Important: If you had an account on BlackWallet do not attempt to log in. Instead, please check your account balance through the official Stellar Account Viewer, found here,
In a statement sent out today by its founder open source online Stellar wallet Black Wallet has claimed to have been hacked. Posting on Reddit, user orbit84 posted that a hacker gained access to his hosting provider account and changed the DNS settings to his own hosted version of BlackWallet. The attackers’ wallet, which the author posted a link to, appears to have amassed around $400,000 USD worth of cryptocurrency Stellar which has seen its market capitalization apply almost 3 fold over the past month.
Security research Kevin Beaumont was able to identify a piece of code which checked if a user had over 20 lumens and if they did moved them to a hardcoded wallet address. The attack comes after a series of social engineering attacks targeting the ever-growing crypto market.
Exchange EtherDelta suffered a similar attack late last year caused by a DNS Hijacking. That attack was reported to be smaller with the attacker gaining just $250,000 worth of ether.
Much like the EtherDelta attack, the attacker appears to have been laundering money to a bittrex address which likely exchanged it for other tokens and further obscured the identity of the attacker.
The attack appears to have been a phishing attack aimed at the blackwallet.co’s hosting provider. Although the poster refused to disclose any more information saying “I cannot disclose more information now to prevent another hack” and promising to post more when he deemed it safe, a DNS lookup appears to have identified the host as 1&1 Hosting . They could not be reached immediately for comment.

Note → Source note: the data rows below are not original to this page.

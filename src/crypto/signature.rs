//! BIP-340 Schnorr signatures over secp256k1, as used by nostr notes.
//!
//! The signed message is the 32-byte note id itself (no further hashing),
//! so both directions go through the prehash entry points of `k256`.

use k256::schnorr::signature::hazmat::{PrehashSigner, PrehashVerifier};
use k256::schnorr::{Signature, SigningKey, VerifyingKey};
use crate::core::error::{Error, ErrorKind, IngestError, Result};
use crate::core::note::Note;
use crate::core::types::{NoteId, Pubkey, Sig};

/// Verify `note.sig` against `note.pubkey` and `note.id`.
///
/// The id is trusted here; callers check it against the note contents first.
pub fn verify_note_signature(note: &Note) -> std::result::Result<(), IngestError> {
    verify_signature(&note.pubkey, &note.id, &note.sig)
}

pub fn verify_signature(
    pubkey: &Pubkey,
    id: &NoteId,
    sig: &Sig,
) -> std::result::Result<(), IngestError> {
    let key = VerifyingKey::from_bytes(pubkey.as_bytes())
        .map_err(|_| IngestError::InvalidSignature)?;
    let signature = Signature::try_from(&sig.as_bytes()[..])
        .map_err(|_| IngestError::InvalidSignature)?;

    key.verify_prehash(id.as_bytes(), &signature)
        .map_err(|_| IngestError::InvalidSignature)
}

/// Signing key for producing notes, used by importers and tests.
pub struct NoteSigner {
    signing_key: SigningKey,
}

impl NoteSigner {
    pub fn from_secret(secret: &[u8; 32]) -> Result<Self> {
        let signing_key = SigningKey::from_bytes(secret).map_err(|e| {
            Error::new(ErrorKind::InvalidArgument, format!("invalid secret key: {}", e))
        })?;
        Ok(NoteSigner { signing_key })
    }

    pub fn pubkey(&self) -> Pubkey {
        Pubkey(self.signing_key.verifying_key().to_bytes().into())
    }

    pub fn sign_id(&self, id: &NoteId) -> Result<Sig> {
        let signature: Signature = self.signing_key.sign_prehash(id.as_bytes()).map_err(|e| {
            Error::new(ErrorKind::Internal, format!("signing failed: {}", e))
        })?;
        Ok(Sig(signature.to_bytes()))
    }

    /// Build, hash and sign a complete note.
    pub fn sign_note(
        &self,
        created_at: u64,
        kind: u32,
        tags: Vec<Vec<String>>,
        content: impl Into<String>,
    ) -> Result<Note> {
        let pubkey = self.pubkey();
        let content = content.into();
        let id = Note::compute_id(&pubkey, created_at, kind, &tags, &content)?;
        let sig = self.sign_id(&id)?;

        Ok(Note {
            id,
            pubkey,
            created_at,
            kind,
            tags,
            content,
            sig,
        })
    }
}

Although we are unable to completely verify what happened, Reddit and Twitter users along with the security research community seem to believe they know what happened. They theorize likely happened is someone claiming to be the owner of the website contacted the hosting provider and through social engineering was able to gain access to the account. From there, it was easy to transfer the DNS records over to a website hosted by the attacker.
While it’s clear to members of the community that the host is likely at fault here, the developer of BlackWallet made this attack much easier by open sourcing his creation, which is openly available on Github . Anyone with a slight amount of technical knowledge can clone it and set up an instance for themselves modifying the code as they wish.

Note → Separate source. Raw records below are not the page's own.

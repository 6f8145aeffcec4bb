use std::fmt;
use serde::{Deserialize, Serialize};
use tracing::{debug, info};
use crate::analysis::analyzer::Analyzer;
use crate::core::config::Config;
use crate::core::error::{IngestError, Result};
use crate::core::note::Note;
use crate::crypto::signature::verify_note_signature;
use crate::storage::engine::Storage;
use crate::writer::envelope::Envelope;
use crate::writer::note_writer::{NoteWriter, WriteOutcome};

/// Tallies for one ingestion call. Blank lines are not counted.
#[derive(Debug, Clone, Copy, Default, PartialEq, Eq, Serialize, Deserialize)]
pub struct IngestStats {
    pub lines: u64,
    pub accepted: u64,
    pub duplicates: u64,
    pub malformed: u64,
    pub identity_mismatch: u64,
    pub invalid_signature: u64,
}

impl IngestStats {
    pub fn rejected(&self) -> u64 {
        self.malformed + self.identity_mismatch + self.invalid_signature
    }

    fn record_rejection(&mut self, error: &IngestError) {
        match error {
            IngestError::MalformedInput(_) => self.malformed += 1,
            IngestError::IdentityMismatch => self.identity_mismatch += 1,
            IngestError::InvalidSignature => self.invalid_signature += 1,
        }
    }
}

impl fmt::Display for IngestStats {
    fn fmt(&self, f: &mut fmt::Formatter) -> fmt::Result {
        write!(
            f,
            "lines={} accepted={} duplicates={} malformed={} identity_mismatch={} invalid_signature={}",
            self.lines,
            self.accepted,
            self.duplicates,
            self.malformed,
            self.identity_mismatch,
            self.invalid_signature
        )
    }
}

fn oversized(max_line_len: usize) -> IngestError {
    IngestError::MalformedInput(format!("line longer than {} bytes", max_line_len))
}

/// Check that `note.id` is the hash of its contents and, when `verify` is
/// set, that `note.sig` signs that id.
pub fn validate_note(note: &Note, verify: bool) -> std::result::Result<(), IngestError> {
    let valid_id = note
        .has_valid_id()
        .map_err(|e| IngestError::MalformedInput(e.context))?;
    if !valid_id {
        return Err(IngestError::IdentityMismatch);
    }
    if verify {
        verify_note_signature(note)?;
    }
    Ok(())
}

/// Line oriented import into the store.
///
/// Accepted notes are buffered in an open write transaction that is committed
/// every `ingest_batch_size` stored notes and once more by `finish`. A storage
/// error drops the open batch and is returned; earlier batches stay committed.
pub struct IngestPipeline<'a> {
    storage: &'a Storage,
    analyzer: &'a Analyzer,
    writer: Option<NoteWriter<'a>>,
    verify: bool,
    batch_size: usize,
    max_line_len: usize,
    stats: IngestStats,
}

impl<'a> IngestPipeline<'a> {
    pub fn new(storage: &'a Storage, analyzer: &'a Analyzer, config: &Config) -> Self {
        IngestPipeline {
            storage,
            analyzer,
            writer: None,
            verify: !config.skip_verification,
            batch_size: config.ingest_batch_size.max(1),
            max_line_len: config.max_line_len,
            stats: IngestStats::default(),
        }
    }

    /// Process one input line, with or without its trailing newline.
    pub fn push_line(&mut self, line: &[u8]) -> Result<()> {
        self.try_push_line(line).map(|_| ())
    }

    /// Like `push_line`, but hands back the reason a rejected line was
    /// skipped. The rejection is tallied either way.
    pub fn try_push_line(&mut self, line: &[u8]) -> Result<std::result::Result<(), IngestError>> {
        let line = line.trim_ascii();
        if line.is_empty() {
            return Ok(Ok(()));
        }
        self.stats.lines += 1;
        if line.len() > self.max_line_len {
            return Ok(Err(self.reject(oversized(self.max_line_len))));
        }

        let parsed = std::str::from_utf8(line)
            .map_err(|e| IngestError::MalformedInput(format!("invalid utf-8: {}", e)))
            .and_then(Envelope::parse)
            .and_then(|envelope| {
                let note = envelope.into_note();
                validate_note(&note, self.verify).map(|_| note)
            });

        match parsed {
            Ok(note) => self.push_note(&note).map(Ok),
            Err(error) => Ok(Err(self.reject(error))),
        }
    }

    /// Tally a line the caller stopped reading after `max_line_len` bytes.
    pub fn push_oversized_line(&mut self) {
        self.stats.lines += 1;
        self.reject(oversized(self.max_line_len));
    }

    pub fn max_line_len(&self) -> usize {
        self.max_line_len
    }

    /// Validate and store a note that did not come from a text line.
    pub fn push_validated(&mut self, note: &Note) -> Result<()> {
        match validate_note(note, self.verify) {
            Ok(()) => self.push_note(note),
            Err(error) => {
                self.reject(error);
                Ok(())
            }
        }
    }

    fn reject(&mut self, error: IngestError) -> IngestError {
        debug!(line = self.stats.lines, %error, "rejected note");
        self.stats.record_rejection(&error);
        error
    }

    /// Store an already validated note.
    pub fn push_note(&mut self, note: &Note) -> Result<()> {
        let writer = match self.writer.as_mut() {
            Some(writer) => writer,
            None => self
                .writer
                .insert(NoteWriter::begin(self.storage, self.analyzer)?),
        };

        match writer.write_note(note)? {
            WriteOutcome::Stored(_) => self.stats.accepted += 1,
            WriteOutcome::Duplicate => self.stats.duplicates += 1,
        }

        if writer.stored() >= self.batch_size {
            self.flush()?;
        }
        Ok(())
    }

    /// Commit the open batch, if any.
    pub fn flush(&mut self) -> Result<()> {
        if let Some(writer) = self.writer.take() {
            writer.commit()?;
        }
        Ok(())
    }

    pub fn stats(&self) -> &IngestStats {
        &self.stats
    }

    pub fn finish(mut self) -> Result<IngestStats> {
        self.flush()?;
        info!(
            lines = self.stats.lines,
            accepted = self.stats.accepted,
            duplicates = self.stats.duplicates,
            rejected = self.stats.rejected(),
            "ingest finished"
        );
        Ok(self.stats)
    }
}

#[cfg(test)]
mod tests {
    use super::*;
    use crate::crypto::signature::NoteSigner;
    use crate::storage::db::Db;
    use crate::storage::layout::StorageLayout;

    fn storage(dir: &std::path::Path) -> Storage {
        Storage::open(StorageLayout::new(dir).unwrap(), 1 << 22).unwrap()
    }

    #[test]
    fn tallies_each_rejection() {
        let dir = tempfile::tempdir().unwrap();
        let storage = storage(dir.path());
        let analyzer = Analyzer::standard_english();
        let signer = NoteSigner::from_secret(&[9u8; 32]).unwrap();

        let good = signer.sign_note(10, 1, vec![], "gm").unwrap();
        let mut tampered = good.clone();
        tampered.content = "gn".to_string();
        let mut forged = signer.sign_note(11, 1, vec![], "wagmi").unwrap();
        forged.sig.0[0] ^= 1;

        let mut pipeline = IngestPipeline::new(&storage, &analyzer, &Config::default());
        for line in [
            good.to_json().unwrap(),
            String::new(),
            "{broken".to_string(),
            tampered.to_json().unwrap(),
            forged.to_json().unwrap(),
            good.to_json().unwrap(),
        ] {
            pipeline.push_line(line.as_bytes()).unwrap();
        }
        let stats = pipeline.finish().unwrap();

        assert_eq!(
            stats,
            IngestStats {
                lines: 5,
                accepted: 1,
                duplicates: 1,
                malformed: 1,
                identity_mismatch: 1,
                invalid_signature: 1,
            }
        );
        assert_eq!(storage.snapshot().len(Db::Note), 1);
    }

    #[test]
    fn commits_in_batches() {
        let dir = tempfile::tempdir().unwrap();
        let storage = storage(dir.path());
        let analyzer = Analyzer::standard_english();
        let signer = NoteSigner::from_secret(&[10u8; 32]).unwrap();
        let config = Config::default().with_ingest_batch_size(2);

        let mut pipeline = IngestPipeline::new(&storage, &analyzer, &config);
        for created_at in 0..5 {
            let note = signer.sign_note(created_at, 1, vec![], "batch").unwrap();
            pipeline.push_note(&note).unwrap();
        }
        // Two full batches are already visible, the fifth note is still pending.
        assert_eq!(storage.snapshot().len(Db::Note), 4);

        pipeline.finish().unwrap();
        assert_eq!(storage.snapshot().len(Db::Note), 5);
        assert_eq!(storage.mvcc.version(), 3);
    }
}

Further angering users is the use of 1&1 as opposed to a hosting provider with more stringent security measures aimed at enterprise customers such as AWS, Google Cloud Platform, or Microsoft Azure. 1&1 has also been a target of angry users who lost money claiming that 1&1 should have done more in the way of social engineering training. The poster has rebuffed these claims asking users to “Please do not spread rumors about 1&1″.
Frequent attacks like this have made it abundantly clear to some that WebWallet’s are unsafe, and have led to the emergence of client-side only wallets such as My Ether Wallet. These wallets, while still vulnerable to a DNS hijacking attack like the one that took place today on Black Wallet go so far as to force users to go through a slideshow detailing the prevention of phishing scams.

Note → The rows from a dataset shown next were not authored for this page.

use std::fs::{File, OpenOptions};
use std::io::{Seek, SeekFrom, Write};
use std::path::{Path, PathBuf};
use chrono::{DateTime, Utc};
use crc32fast::Hasher;
use serde::{Deserialize, Serialize};
use crate::core::error::{Error, ErrorKind, Result};
use crate::storage::db::{Db, ValueRef};

// [ FILE HEADER: magic u32 | version u32 | reserved u64 ]   <- byte 0
// [ RECORD: magic u32 | body_len u32 | crc32(body) u32 | body ]
// [ RECORD ... ]
//
// body = header_len u32 | bincode(CommitHeader) | op*
// op   = db u8 | key_len u32 | value_len u32 | key | value
const FILE_MAGIC: u32 = 0x4e44_4231; // "NDB1"
const FORMAT_VERSION: u32 = 1;
pub const FILE_HEADER_SIZE: u64 = 16;

const RECORD_MAGIC: u32 = 0x6e6f_7465; // "note"
const RECORD_HEADER_SIZE: usize = 12;
const OP_HEADER_SIZE: usize = 9;

#[derive(Debug, Clone, Serialize, Deserialize)]
pub struct CommitHeader {
    pub txn_id: u64,
    pub committed_at: DateTime<Utc>,
    pub op_count: u32,
}

/// One key/value pair as found in the log. The value stays in the file.
#[derive(Debug, Clone)]
pub struct LogEntry {
    pub db: Db,
    pub key: Vec<u8>,
    pub value: ValueRef,
}

#[derive(Debug)]
pub struct CommitRecord {
    pub header: CommitHeader,
    pub entries: Vec<LogEntry>,
}

/// Result of walking the log from the start.
#[derive(Debug)]
pub struct LogScan {
    pub commits: Vec<CommitRecord>,
    pub valid_len: u64,   // End of the last intact record
    pub torn_bytes: u64,  // Trailing bytes that did not form a complete record
}

impl LogScan {
    pub fn last_txn_id(&self) -> u64 {
        self.commits.last().map(|c| c.header.txn_id).unwrap_or(0)
    }
}

/// Append-only commit log. Only the writer holds this.
pub struct CommitLog {
    pub file: File,
    pub path: PathBuf,
    pub len: u64,
    pub mapsize: u64,
    pub next_txn_id: u64,
    pub next_note_key: u64, // Advanced only once a commit is durable
    pub poisoned: bool,     // A durable commit was never published
}

impl CommitLog {
    pub fn open(path: &Path, mapsize: u64) -> Result<Self> {
        let mut file = OpenOptions::new()
            .create(true)
            .truncate(false)
            .read(true)
            .write(true)
            .open(path)?;

        let mut len = file.metadata()?.len();
        if len == 0 {
            file.write_all(&file_header())?;
            file.sync_all()?;
            len = FILE_HEADER_SIZE;
        }

        if len > mapsize {
            return Err(Error::new(
                ErrorKind::MapFull,
                format!("data file is {} bytes but mapsize is {}", len, mapsize),
            ));
        }

        Ok(CommitLog {
            file,
            path: path.to_path_buf(),
            len,
            mapsize,
            next_txn_id: 1,
            next_note_key: 1,
            poisoned: false,
        })
    }

    /// Drop everything past `len`. Used to discard a torn tail at open.
    pub fn truncate(&mut self, len: u64) -> Result<()> {
        self.file.set_len(len)?;
        self.file.sync_all()?;
        self.len = len;
        Ok(())
    }

    /// Durably append one commit. Either the whole record lands or the file is
    /// rolled back to its previous length.
    pub fn append<'k>(
        &mut self,
        ops: impl IntoIterator<Item = (Db, &'k [u8], &'k [u8])>,
    ) -> Result<(CommitHeader, Vec<LogEntry>)> {
        let ops: Vec<_> = ops.into_iter().collect();
        let header = CommitHeader {
            txn_id: self.next_txn_id,
            committed_at: Utc::now(),
            op_count: ops.len() as u32,
        };
        let (record, entries) = encode_record(self.len, &header, &ops)?;

        let new_len = self.len + record.len() as u64;
        if new_len > self.mapsize {
            return Err(Error::new(
                ErrorKind::MapFull,
                format!(
                    "commit of {} bytes would grow the data file past mapsize {}",
                    record.len(),
                    self.mapsize
                ),
            ));
        }

        let written = self
            .file
            .seek(SeekFrom::Start(self.len))
            .and_then(|_| self.file.write_all(&record))
            .and_then(|_| self.file.sync_data());
        if let Err(e) = written {
            // Best effort: a leftover partial record is also dropped at next open
            let _ = self.file.set_len(self.len);
            return Err(e.into());
        }

        self.len = new_len;
        self.next_txn_id += 1;
        Ok((header, entries))
    }
}

fn file_header() -> [u8; FILE_HEADER_SIZE as usize] {
    let mut header = [0u8; FILE_HEADER_SIZE as usize];
    header[0..4].copy_from_slice(&FILE_MAGIC.to_le_bytes());
    header[4..8].copy_from_slice(&FORMAT_VERSION.to_le_bytes());
    header
}

fn encode_record(
    start: u64,
    header: &CommitHeader,
    ops: &[(Db, &[u8], &[u8])],
) -> Result<(Vec<u8>, Vec<LogEntry>)> {
    let header_data = bincode::serialize(header)?;
    let body_len = 4
        + header_data.len()
        + ops
            .iter()
            .map(|(_, k, v)| OP_HEADER_SIZE + k.len() + v.len())
            .sum::<usize>();
    if body_len > u32::MAX as usize {
        return Err(Error::new(
            ErrorKind::InvalidArgument,
            format!("commit body of {} bytes is too large", body_len),
        ));
    }

    let mut body = Vec::with_capacity(body_len);
    body.extend_from_slice(&(header_data.len() as u32).to_le_bytes());
    body.extend_from_slice(&header_data);

    let body_start = start + RECORD_HEADER_SIZE as u64;
    let mut entries = Vec::with_capacity(ops.len());
    for (db, key, value) in ops {
        body.push(db.index() as u8);
        body.extend_from_slice(&(key.len() as u32).to_le_bytes());
        body.extend_from_slice(&(value.len() as u32).to_le_bytes());
        body.extend_from_slice(key);
        let value_offset = body_start + body.len() as u64;
        body.extend_from_slice(value);

        entries.push(LogEntry {
            db: *db,
            key: key.to_vec(),
            value: ValueRef {
                offset: value_offset,
                len: value.len() as u32,
            },
        });
    }

    let mut hasher = Hasher::new();
    hasher.update(&body);

    let mut record = Vec::with_capacity(RECORD_HEADER_SIZE + body.len());
    record.extend_from_slice(&RECORD_MAGIC.to_le_bytes());
    record.extend_from_slice(&(body.len() as u32).to_le_bytes());
    record.extend_from_slice(&hasher.finalize().to_le_bytes());
    record.extend_from_slice(&body);

    Ok((record, entries))
}

fn read_u32(data: &[u8], at: usize) -> Option<u32> {
    data.get(at..at + 4)
        .map(|b| u32::from_le_bytes([b[0], b[1], b[2], b[3]]))
}

/// Walk every intact record of a mapped log. A bad file header is fatal; a
/// damaged or incomplete tail just ends the scan.
pub fn scan_log(data: &[u8]) -> Result<LogScan> {
    if (data.len() as u64) < FILE_HEADER_SIZE {
        return Err(Error::corrupt("data file is shorter than its header"));
    }
    if read_u32(data, 0) != Some(FILE_MAGIC) {
        return Err(Error::corrupt("data file has a bad magic number"));
    }
    let version = read_u32(data, 4).unwrap_or(0);
    if version != FORMAT_VERSION {
        return Err(Error::corrupt(format!("unsupported data file version {}", version)));
    }

    let mut commits = Vec::new();
    let mut pos = FILE_HEADER_SIZE as usize;
    while pos < data.len() {
        match decode_record(data, pos) {
            Some((record, next)) => {
                commits.push(record);
                pos = next;
            }
            None => break,
        }
    }

    Ok(LogScan {
        commits,
        valid_len: pos as u64,
        torn_bytes: (data.len() - pos) as u64,
    })
}

fn decode_record(data: &[u8], start: usize) -> Option<(CommitRecord, usize)> {
    if read_u32(data, start)? != RECORD_MAGIC {
        return None;
    }
    let body_len = read_u32(data, start + 4)? as usize;
    let crc = read_u32(data, start + 8)?;
    let body_start = start + RECORD_HEADER_SIZE;
    let body = data.get(body_start..body_start.checked_add(body_len)?)?;

    let mut hasher = Hasher::new();
    hasher.update(body);
    if hasher.finalize() != crc {
        return None;
    }

    let header_len = read_u32(body, 0)? as usize;
    let header: CommitHeader = bincode::deserialize(body.get(4..4 + header_len)?).ok()?;

    let mut entries = Vec::with_capacity(header.op_count as usize);
    let mut pos = 4 + header_len;
    for _ in 0..header.op_count {
        let db = Db::from_index(*body.get(pos)?).ok()?;
        let key_len = read_u32(body, pos + 1)? as usize;
        let value_len = read_u32(body, pos + 5)? as usize;
        let key_start = pos + OP_HEADER_SIZE;
        let value_start = key_start + key_len;
        let key = body.get(key_start..value_start)?;
        body.get(value_start..value_start + value_len)?;

        entries.push(LogEntry {
            db,
            key: key.to_vec(),
            value: ValueRef {
                offset: (body_start + value_start) as u64,
                len: value_len as u32,
            },
        });
        pos = value_start + value_len;
    }

    Some((CommitRecord { header, entries }, body_start + body_len))
}

#[cfg(test)]
mod tests {
    use super::*;

    fn header(txn_id: u64, op_count: u32) -> CommitHeader {
        CommitHeader {
            txn_id,
            committed_at: Utc::now(),
            op_count,
        }
    }

    fn log_bytes(records: &[Vec<u8>]) -> Vec<u8> {
        let mut data = file_header().to_vec();
        for r in records {
            data.extend_from_slice(r);
        }
        data
    }

    #[test]
    fn encoded_records_scan_back() {
        let ops: Vec<(Db, &[u8], &[u8])> = vec![
            (Db::Note, &b"k1"[..], &b"value-one"[..]),
            (Db::NoteKind, &b"k2"[..], &b""[..]),
        ];
        let (record, entries) = encode_record(FILE_HEADER_SIZE, &header(1, 2), &ops).unwrap();
        let data = log_bytes(&[record]);

        let scan = scan_log(&data).unwrap();
        assert_eq!(scan.commits.len(), 1);
        assert_eq!(scan.torn_bytes, 0);
        assert_eq!(scan.last_txn_id(), 1);

        let scanned = &scan.commits[0].entries;
        assert_eq!(scanned.len(), 2);
        for (a, b) in scanned.iter().zip(entries.iter()) {
            assert_eq!(a.db, b.db);
            assert_eq!(a.key, b.key);
            assert_eq!(a.value, b.value);
        }
        let v = scanned[0].value;
        assert_eq!(&data[v.offset as usize..v.end() as usize], b"value-one");
    }

    #[test]
    fn torn_tail_is_ignored() {
        let ops: Vec<(Db, &[u8], &[u8])> = vec![(Db::Meta, &b"a"[..], &b"1"[..])];
        let (first, _) = encode_record(FILE_HEADER_SIZE, &header(1, 1), &ops).unwrap();
        let second_start = FILE_HEADER_SIZE + first.len() as u64;
        let (second, _) = encode_record(second_start, &header(2, 1), &ops).unwrap();

        let mut data = log_bytes(&[first.clone()]);
        data.extend_from_slice(&second[..second.len() - 3]);

        let scan = scan_log(&data).unwrap();
        assert_eq!(scan.commits.len(), 1);
        assert_eq!(scan.valid_len, second_start);
        assert_eq!(scan.torn_bytes, second.len() as u64 - 3);
    }

    #[test]
    fn corrupted_body_stops_scan() {
        let ops: Vec<(Db, &[u8], &[u8])> = vec![(Db::Meta, &b"a"[..], &b"1"[..])];
        let (record, _) = encode_record(FILE_HEADER_SIZE, &header(1, 1), &ops).unwrap();
        let mut data = log_bytes(&[record]);
        let last = data.len() - 1;
        data[last] ^= 0xff;

        let scan = scan_log(&data).unwrap();
        assert!(scan.commits.is_empty());
        assert_eq!(scan.valid_len, FILE_HEADER_SIZE);
    }

    #[test]
    fn bad_file_header_is_fatal() {
        let err = scan_log(&[0u8; 16]).unwrap_err();
        assert_eq!(err.kind, ErrorKind::Corrupt);
    }
}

This type of slideshow would’ve likely prevented some victims of the BlackWallet attack by instructing them to check the SSL certificate which would’ve helped to identify the DNS hijacking attack.
Unfortunately, as the price of crypto continues to increase, these attacks seem to be becoming more common. Luckily, the introduction of standard enterprise security procedures to exchanges and wallets will mitigate the damage they can do to the community. Coinbase, for instance, has published a case study on their cloud architecture and operational security practices inside of AWS , an industry recognized secure hosting provider.